The development of new anticancer therapy remains an essential strategy in our efforts against cancer. While notable advances in the treatment of certain malignancies have been achieved [1–5], many are still without successful therapies. The clinical trial serves as a mechanism whereby new and previously existing treatment modalities are evaluated in humans [6]. Such trials proceed in an orderly process following preclinical evaluation of antitumor activity and toxicologic and pharmacologic determinations [7]. The three phases and objectives of clinical drug development include:
  • Phase I studies To determine the safest maximum tolerated dose and establish a dose that can be used for phase II trials. To define qualitative and quantitative toxicities of a new compound on a given schedule.
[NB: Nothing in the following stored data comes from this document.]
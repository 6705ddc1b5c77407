//! CLI agent model client
//!
//! Runs a locally installed coding agent (Claude Code by default, `claude -p`)
//! in print mode, feeding the prompt on stdin and returning stdout.

use async_trait::async_trait;
use std::path::PathBuf;
use std::process::Stdio;
use tokio::io::AsyncWriteExt;
use tokio::process::Command;
use tokio::time::{timeout, Duration};

use crate::merge::ai_resolver::AiClient;
use crate::merge::config::AgentConfig;

pub struct CliAgentClient {
    command: String,
    args: Vec<String>,
    model: Option<String>,
    working_dir: PathBuf,
    timeout_secs: u64,
}

impl CliAgentClient {
    pub fn new(agent: &AgentConfig, working_dir: impl Into<PathBuf>, timeout_secs: u64) -> Self {
        Self {
            command: agent.command.clone(),
            args: agent.args.clone(),
            model: agent.model.clone(),
            working_dir: working_dir.into(),
            timeout_secs,
        }
    }

    /// Whether the agent binary can be found on PATH
    pub fn is_available(&self) -> bool {
        which::which(&self.command).is_ok()
    }

    fn build_command(&self) -> Command {
        let mut cmd = Command::new(&self.command);
        cmd.args(&self.args);
        if let Some(model) = &self.model {
            cmd.arg("--model").arg(model);
        }
        cmd.current_dir(&self.working_dir)
            .stdin(Stdio::piped())
            .stdout(Stdio::piped())
            .stderr(Stdio::piped())
            .kill_on_drop(true);
        cmd
    }

    async fn run_agent(&self, prompt: &str) -> Result<String, String> {
        if !self.is_available() {
            return Err(format!(
                "{} CLI not found. Please ensure it is installed and in PATH.",
                self.command
            ));
        }

        log::info!("[CliAgentClient] Running {} for conflict resolution", self.command);

        let mut child = self
            .build_command()
            .spawn()
            .map_err(|e| format!("Failed to spawn {}: {}", self.command, e))?;

        if let Some(mut stdin) = child.stdin.take() {
            stdin
                .write_all(prompt.as_bytes())
                .await
                .map_err(|e| format!("Failed to write prompt to {}: {}", self.command, e))?;
            // Closing stdin signals end of prompt
            drop(stdin);
        }

        let output = child
            .wait_with_output()
            .await
            .map_err(|e| format!("Failed to wait for {}: {}", self.command, e))?;

        if output.status.success() {
            let stdout = String::from_utf8_lossy(&output.stdout).to_string();
            if stdout.trim().is_empty() {
                let stderr = String::from_utf8_lossy(&output.stderr).to_string();
                if !stderr.trim().is_empty() {
                    log::warn!("[CliAgentClient] {} stderr: {}", self.command, stderr);
                }
                Err(format!("{} returned empty output", self.command))
            } else {
                Ok(stdout)
            }
        } else {
            let stderr = String::from_utf8_lossy(&output.stderr).to_string();
            Err(format!(
                "{} failed with exit code {:?}: {}",
                self.command,
                output.status.code(),
                stderr.trim()
            ))
        }
    }
}

#[async_trait]
impl AiClient for CliAgentClient {
    async fn complete(&self, system_prompt: &str, user_prompt: &str) -> Result<String, String> {
        let prompt = format!("{}\n\n{}", system_prompt, user_prompt);
        match timeout(Duration::from_secs(self.timeout_secs), self.run_agent(&prompt)).await {
            Ok(result) => result,
            Err(_) => Err(format!("Timeout after {} seconds", self.timeout_secs)),
        }
    }
}
// Clippy allows for reasonable defaults
#![allow(clippy::too_many_arguments)] // Lifecycle events carry many fields
#![allow(clippy::new_without_default)] // Default not always appropriate for stateful types
#![allow(clippy::unnecessary_map_or)] // map_or can be clearer than alternatives
#![allow(clippy::collapsible_if)] // Separate ifs can be more readable

// Module declarations
pub mod file_storage;
pub mod git;
pub mod merge;
mod utils;

pub use merge::{
    EngineResult, FileTimelineTracker, MergeConfig, MergeError, MergeOrchestrator, MergeReport,
    MergeRequest,
};
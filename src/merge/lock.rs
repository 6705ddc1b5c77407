//! Merge lock
//!
//! One in-flight merge per `(project, scope)`. The lock is a sidecar file
//! `.ralph-ui/locks/<scope>.lock` holding an advisory exclusive `flock` and
//! the owner's PID. The guard releases on drop, so every exit path of a merge
//! (success, error, panic unwinding, cancelled future) gives the lock back.
//!
//! A lock file left behind by a crashed process holds no `flock`, so it is
//! simply locked again by the next merge.

use fs2::FileExt;
use std::fs::{self, File, OpenOptions};
use std::io::Write;
use std::path::{Path, PathBuf};
use std::time::{Duration, Instant};

use crate::file_storage::{ensure_dir, get_locks_dir};
use crate::merge::error::{EngineResult, MergeError};
use crate::utils::sanitize_path_component;

/// Held merge lock; released when dropped
#[derive(Debug)]
pub struct MergeLock {
    file: Option<File>,
    path: PathBuf,
    scope: String,
}

impl MergeLock {
    pub fn lock_path(project_path: &Path, scope: &str) -> PathBuf {
        get_locks_dir(project_path).join(format!("{}.lock", sanitize_path_component(scope)))
    }

    /// Single non-blocking attempt. `Ok(None)` means another holder has it.
    pub fn try_acquire(project_path: &Path, scope: &str) -> EngineResult<Option<Self>> {
        let dir = get_locks_dir(project_path);
        ensure_dir(&dir).map_err(MergeError::Lock)?;
        let path = Self::lock_path(project_path, scope);

        let mut file = OpenOptions::new()
            .read(true)
            .write(true)
            .create(true)
            .truncate(false)
            .open(&path)?;

        if let Err(e) = file.try_lock_exclusive() {
            if is_contended(&e) {
                return Ok(None);
            }
            log::error!("[MergeLock] Failed to lock {:?}: {}", path, e);
            return Err(MergeError::Io(e));
        }

        // The previous holder may have removed the file between our open and lock
        if !same_file(&file, &path) {
            let _ = file.unlock();
            return Ok(None);
        }

        file.set_len(0)?;
        writeln!(file, "{}", std::process::id())?;
        file.flush()?;

        log::info!("[MergeLock] Acquired lock for '{}'", scope);
        Ok(Some(Self {
            file: Some(file),
            path,
            scope: scope.to_string(),
        }))
    }

    /// Wait up to `timeout` for the lock, polling every `poll`
    pub async fn acquire(
        project_path: &Path,
        scope: &str,
        timeout: Duration,
        poll: Duration,
    ) -> EngineResult<Self> {
        let started = Instant::now();
        loop {
            if let Some(lock) = Self::try_acquire(project_path, scope)? {
                return Ok(lock);
            }
            if started.elapsed() >= timeout {
                log::warn!(
                    "[MergeLock] Gave up waiting for '{}' after {:.1}s",
                    scope,
                    started.elapsed().as_secs_f64()
                );
                return Err(MergeError::LockTimeout {
                    scope: scope.to_string(),
                    waited_secs: started.elapsed().as_secs_f64(),
                });
            }
            tokio::time::sleep(poll).await;
        }
    }

    /// PID recorded by the current holder, if any
    pub fn holder_pid(project_path: &Path, scope: &str) -> Option<u32> {
        fs::read_to_string(Self::lock_path(project_path, scope))
            .ok()?
            .trim()
            .parse()
            .ok()
    }

    /// Whether some process holds the lock right now
    pub fn is_locked(project_path: &Path, scope: &str) -> bool {
        let path = Self::lock_path(project_path, scope);
        match OpenOptions::new().read(true).write(true).open(&path) {
            Ok(file) => match file.try_lock_exclusive() {
                Ok(()) => {
                    let _ = file.unlock();
                    false
                }
                Err(e) => is_contended(&e),
            },
            Err(_) => false,
        }
    }

    pub fn scope(&self) -> &str {
        &self.scope
    }

    pub fn path(&self) -> &Path {
        &self.path
    }
}

impl Drop for MergeLock {
    fn drop(&mut self) {
        if let Some(file) = self.file.take() {
            // Remove while still locked so waiters on this inode notice
            if let Err(e) = fs::remove_file(&self.path) {
                log::warn!("[MergeLock] Failed to remove {:?}: {}", self.path, e);
            }
            let _ = file.unlock();
            log::info!("[MergeLock] Released lock for '{}'", self.scope);
        }
    }
}

/// Another holder has the lock, as opposed to a real I/O failure
fn is_contended(error: &std::io::Error) -> bool {
    error.kind() == fs2::lock_contended_error().kind()
}

#[cfg(unix)]
fn same_file(file: &File, path: &Path) -> bool {
    use std::os::unix::fs::MetadataExt;
    match (file.metadata(), fs::metadata(path)) {
        (Ok(a), Ok(b)) => a.ino() == b.ino() && a.dev() == b.dev(),
        _ => false,
    }
}

#[cfg(not(unix))]
fn same_file(_file: &File, path: &Path) -> bool {
    path.exists()
}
To evaluate the basic clinical pharmacology of the drug.

  • Phase II studies To identify the therapeutic efficacy of a new treatment in a variety of tumor types with specific regard to objective response rates and duration.

  • Phase III studies To determine the effects of a new treatment on the natural history of the disease. To discover whether a new treatment is more effective than standard therapy and whether it is associated with less morbidity.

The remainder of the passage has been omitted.